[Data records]
//! Link Executor (C5): a three-stage retryable pipeline (spec.md §4.5).
//!
//! One function per unit of work, success/failure folded into an event,
//! with a retry loop and per-stage `RetryContext` since link providers can
//! fail retryably.

use std::time::{Duration, Instant};

use serde_json::Value;
use tracing::{info, instrument, warn};

use deploy_core::provider::{IntermediaryResourceState, LinkProvider, LinkStageInput, ProviderError};
use deploy_core::retry::{retry_wait_duration, RetryContext};
use deploy_core::status::{LinkStage, LinkUpdateKind};
use deploy_core::ResourceId;

use crate::bus::EventSenders;
use crate::events::{LinkEventDurations, LinkUpdateMessage};
use crate::state::DeploymentState;
use crate::status_algebra::{determine_link_status, determine_precise_link_status, Phase, StagePhase};

/// Merged result of a fully completed link pipeline, stashed in deployment
/// state and consulted by the Removal Planner / Child Executor.
#[derive(Debug, Clone, Default)]
pub struct LinkDeployResult {
    pub link_data: Value,
    pub intermediary_resource_states: Vec<IntermediaryResourceState>,
}

/// Outcome of running the full pipeline once.
pub enum LinkOutcome {
    Completed(LinkDeployResult),
    Failed,
}

fn now_unix() -> i64 {
    chrono::Utc::now().timestamp()
}

fn merge_value(base: &mut Value, addition: Value) {
    match (base, addition) {
        (Value::Object(base_map), Value::Object(addition_map)) => {
            for (k, v) in addition_map {
                base_map.insert(k, v);
            }
        }
        (base_slot, addition) if !addition.is_null() => *base_slot = addition,
        _ => {}
    }
}

/// Run one stage's retry loop, emitting `LinkUpdateMessage`s along the way.
/// Returns `Some(output)` on success, `None` on terminal/exhausted failure.
#[allow(clippy::too_many_arguments)]
async fn run_stage<F, Fut, Out>(
    instance_id: ResourceId,
    resource_a: &str,
    resource_b: &str,
    kind: LinkUpdateKind,
    stage: LinkStage,
    rollback: bool,
    provider: &dyn LinkProvider,
    call: F,
    senders: &EventSenders,
) -> Option<(Out, Duration)>
where
    F: Fn() -> Fut,
    Fut: std::future::Future<Output = std::result::Result<Out, ProviderError>>,
{
    let policy = provider.retry_policy().await;
    let mut retry_ctx = RetryContext::default();

    let starting_status = determine_link_status(kind, Phase::Starting, rollback);
    let starting_precise = determine_precise_link_status(stage, StagePhase::Starting, rollback);
    emit_link_event(
        senders,
        instance_id,
        resource_a,
        resource_b,
        starting_status,
        starting_precise,
        retry_ctx.attempt,
        true,
        None,
        LinkEventDurations::default(),
    )
    .await;

    loop {
        let attempt_start = Instant::now();
        let result = call().await;
        let attempt_duration = attempt_start.elapsed();
        retry_ctx = retry_ctx.with_next_attempt(attempt_duration);

        match result {
            Ok(output) => {
                let completed_status = determine_link_status(kind, Phase::Completed, rollback);
                let completed_precise =
                    determine_precise_link_status(stage, StagePhase::Completed, rollback);
                let total: Duration = retry_ctx.attempt_durations.iter().sum();
                emit_link_event(
                    senders,
                    instance_id,
                    resource_a,
                    resource_b,
                    completed_status,
                    completed_precise,
                    retry_ctx.attempt,
                    false,
                    None,
                    stage_duration(stage, total),
                )
                .await;
                return Some((output, total));
            }
            Err(err) if err.is_retryable() && retry_ctx.can_retry(&policy) => {
                warn!(
                    stage = ?stage, resource_a, resource_b, attempt = retry_ctx.attempt,
                    reason = %err.message(), "link stage failed retryably"
                );
                let failed_status = determine_link_status(kind, Phase::Failed, rollback);
                let failed_precise =
                    determine_precise_link_status(stage, StagePhase::Failed, rollback);
                emit_link_event(
                    senders,
                    instance_id,
                    resource_a,
                    resource_b,
                    failed_status,
                    failed_precise,
                    retry_ctx.attempt,
                    true,
                    Some(err.message().to_string()),
                    LinkEventDurations::default(),
                )
                .await;
                tokio::time::sleep(retry_wait_duration(&policy, retry_ctx.attempt)).await;
            }
            Err(err) => {
                warn!(
                    stage = ?stage, resource_a, resource_b,
                    reason = %err.message(), "link stage failed terminally"
                );
                let failed_status = determine_link_status(kind, Phase::Failed, rollback);
                let failed_precise =
                    determine_precise_link_status(stage, StagePhase::Failed, rollback);
                emit_link_event(
                    senders,
                    instance_id,
                    resource_a,
                    resource_b,
                    failed_status,
                    failed_precise,
                    retry_ctx.attempt,
                    false,
                    Some(err.message().to_string()),
                    LinkEventDurations::default(),
                )
                .await;
                return None;
            }
        }
    }
}

fn stage_duration(stage: LinkStage, duration: Duration) -> LinkEventDurations {
    match stage {
        LinkStage::ResourceA => LinkEventDurations::new(Some(duration), None, None),
        LinkStage::ResourceB => LinkEventDurations::new(None, Some(duration), None),
        LinkStage::IntermediaryResources => LinkEventDurations::new(None, None, Some(duration)),
    }
}

#[allow(clippy::too_many_arguments)]
async fn emit_link_event(
    senders: &EventSenders,
    instance_id: ResourceId,
    resource_a: &str,
    resource_b: &str,
    status: deploy_core::status::LinkStatus,
    precise_status: deploy_core::status::PreciseLinkStatus,
    attempt: u32,
    can_retry_current_stage: bool,
    reason: Option<String>,
    durations: LinkEventDurations,
) {
    let message = LinkUpdateMessage {
        instance_id,
        resource_a: resource_a.to_string(),
        resource_b: resource_b.to_string(),
        status,
        precise_status,
        can_retry_current_stage,
        reason,
        durations,
        timestamp: now_unix(),
    };
    let _ = senders.link_update.send(message).await;
}

/// Run the full three-stage pipeline for one link (spec.md §4.5). `kind`
/// drives which coarse `LinkStatus` family is emitted at each stage
/// boundary; stages themselves always run resource-A, resource-B, then
/// intermediaries in order regardless of kind — a destroy is simply an
/// `Update*` call with `LinkStageInput::kind == Destroy`, per spec.md §6's
/// provider surface (there is no separate provider-level destroy RPC).
#[instrument(skip(provider, state, senders, resource_a_spec, resource_b_spec))]
#[allow(clippy::too_many_arguments)]
pub async fn deploy_link(
    instance_id: ResourceId,
    resource_a: &str,
    resource_b: &str,
    kind: LinkUpdateKind,
    rollback: bool,
    resource_a_spec: Value,
    resource_b_spec: Value,
    provider: &dyn LinkProvider,
    state: &DeploymentState,
    senders: &EventSenders,
) -> LinkOutcome {
    let input = LinkStageInput {
        kind,
        resource_a_spec,
        resource_b_spec,
    };

    let stage_a = run_stage(
        instance_id,
        resource_a,
        resource_b,
        kind,
        LinkStage::ResourceA,
        rollback,
        provider,
        || async { provider.update_resource_a(&input).await },
        senders,
    )
    .await;
    let Some((output_a, duration_a)) = stage_a else {
        return LinkOutcome::Failed;
    };
    state.set_link_stage_duration(resource_a, resource_b, LinkStage::ResourceA, duration_a);

    let stage_b = run_stage(
        instance_id,
        resource_a,
        resource_b,
        kind,
        LinkStage::ResourceB,
        rollback,
        provider,
        || async { provider.update_resource_b(&input).await },
        senders,
    )
    .await;
    let Some((output_b, duration_b)) = stage_b else {
        return LinkOutcome::Failed;
    };
    state.set_link_stage_duration(resource_a, resource_b, LinkStage::ResourceB, duration_b);

    let stage_c = run_stage(
        instance_id,
        resource_a,
        resource_b,
        kind,
        LinkStage::IntermediaryResources,
        rollback,
        provider,
        || async { provider.update_intermediary_resources(&input).await },
        senders,
    )
    .await;
    let Some((output_c, duration_c)) = stage_c else {
        return LinkOutcome::Failed;
    };
    state.set_link_stage_duration(
        resource_a,
        resource_b,
        LinkStage::IntermediaryResources,
        duration_c,
    );

    let mut link_data = Value::Null;
    merge_value(&mut link_data, output_a.link_data);
    merge_value(&mut link_data, output_b.link_data);
    merge_value(&mut link_data, output_c.link_data);

    let result = LinkDeployResult {
        link_data,
        intermediary_resource_states: output_c.intermediary_resource_states,
    };
    state.set_link_result(resource_a, resource_b, result.clone());

    let final_status = determine_link_status(kind, Phase::Completed, rollback);
    let final_precise =
        determine_precise_link_status(LinkStage::IntermediaryResources, StagePhase::Completed, rollback);
    let total_durations = LinkEventDurations::new(Some(duration_a), Some(duration_b), Some(duration_c));
    emit_link_event(
        senders,
        instance_id,
        resource_a,
        resource_b,
        final_status,
        final_precise,
        0,
        false,
        None,
        total_durations,
    )
    .await;

    info!(resource_a, resource_b, ?final_status, "link pipeline completed");
    LinkOutcome::Completed(result)
}
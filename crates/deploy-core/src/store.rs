//! Persistent state store interface (spec.md §6) — external collaborator.
//!
//! One trait per collection. Concrete implementations (Postgres-backed,
//! etc.) are out of this core's scope; only in-memory test doubles ship
//! here, under `deploy_engine::testing`.

use async_trait::async_trait;
use serde_json::Value;

use crate::error::Result;
use crate::id::ResourceId;
use crate::instance::{InstanceState, LinkState, ResourceState};
use crate::status::InstanceStatus;

#[async_trait]
pub trait InstanceStore: Send + Sync {
    async fn get(&self, id: ResourceId) -> Result<InstanceState>;
    async fn save(&self, state: InstanceState) -> Result<()>;
    async fn update_status(&self, id: ResourceId, status: InstanceStatus) -> Result<()>;
    async fn is_instance_not_found(&self, err: &crate::error::Error) -> bool {
        matches!(err, crate::error::Error::NotFound(_))
    }
}

#[async_trait]
pub trait ResourceStore: Send + Sync {
    async fn get(&self, instance_id: ResourceId, name: &str) -> Result<ResourceState>;
    async fn save(&self, instance_id: ResourceId, state: ResourceState) -> Result<()>;
    async fn remove(&self, instance_id: ResourceId, name: &str) -> Result<()>;
    async fn save_dependencies(
        &self,
        instance_id: ResourceId,
        resource_name: &str,
        depends_on: Vec<String>,
    ) -> Result<()>;
}

#[async_trait]
pub trait LinkStore: Send + Sync {
    async fn get_by_name(
        &self,
        instance_id: ResourceId,
        resource_a: &str,
        resource_b: &str,
    ) -> Result<LinkState>;
    async fn save(&self, instance_id: ResourceId, state: LinkState) -> Result<()>;
    async fn remove(&self, instance_id: ResourceId, resource_a: &str, resource_b: &str)
    -> Result<()>;
    async fn is_link_not_found(&self, err: &crate::error::Error) -> bool {
        matches!(err, crate::error::Error::NotFound(_))
    }
}

#[async_trait]
pub trait ChildStore: Send + Sync {
    async fn get(&self, parent_id: ResourceId, name: &str) -> Result<InstanceState>;
    async fn attach(&self, parent_id: ResourceId, name: &str, child_id: ResourceId) -> Result<()>;
    async fn detach(&self, parent_id: ResourceId, name: &str) -> Result<()>;
}

/// The full persistent state store: one handle exposing all four
/// collections, matching how the orchestrator actually receives it (a
/// single object implementing every sub-trait).
pub trait StateStore: InstanceStore + ResourceStore + LinkStore + ChildStore {}

impl<T: InstanceStore + ResourceStore + LinkStore + ChildStore> StateStore for T {}

/// Opaque export/metadata bundle persisted alongside an instance.
#[derive(Debug, Clone, Default)]
pub struct ExportBundle {
    pub exports: Value,
}
//! Tracing setup: a global subscriber reading `RUST_LOG`.

use tracing_subscriber::EnvFilter;

/// Install a global `tracing` subscriber reading `RUST_LOG`, defaulting to
/// `info` when unset. Call once at process start.
pub fn init_tracing() {
    let filter = EnvFilter::try_from_default_env().unwrap_or_else(|_| EnvFilter::new("info"));
    let _ = tracing_subscriber::fmt()
        .with_env_filter(filter)
        .with_target(true)
        .try_init();
}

**WHAT IS REQUIRED**
Which lines in the records above contain the string "global"? Copy them.

**ANSWER TO THE EXERCISE**
//! Tracing setup: a global subscriber reading `RUST_LOG`.
/// Install a global `tracing` subscriber reading `RUST_LOG`, defaulting to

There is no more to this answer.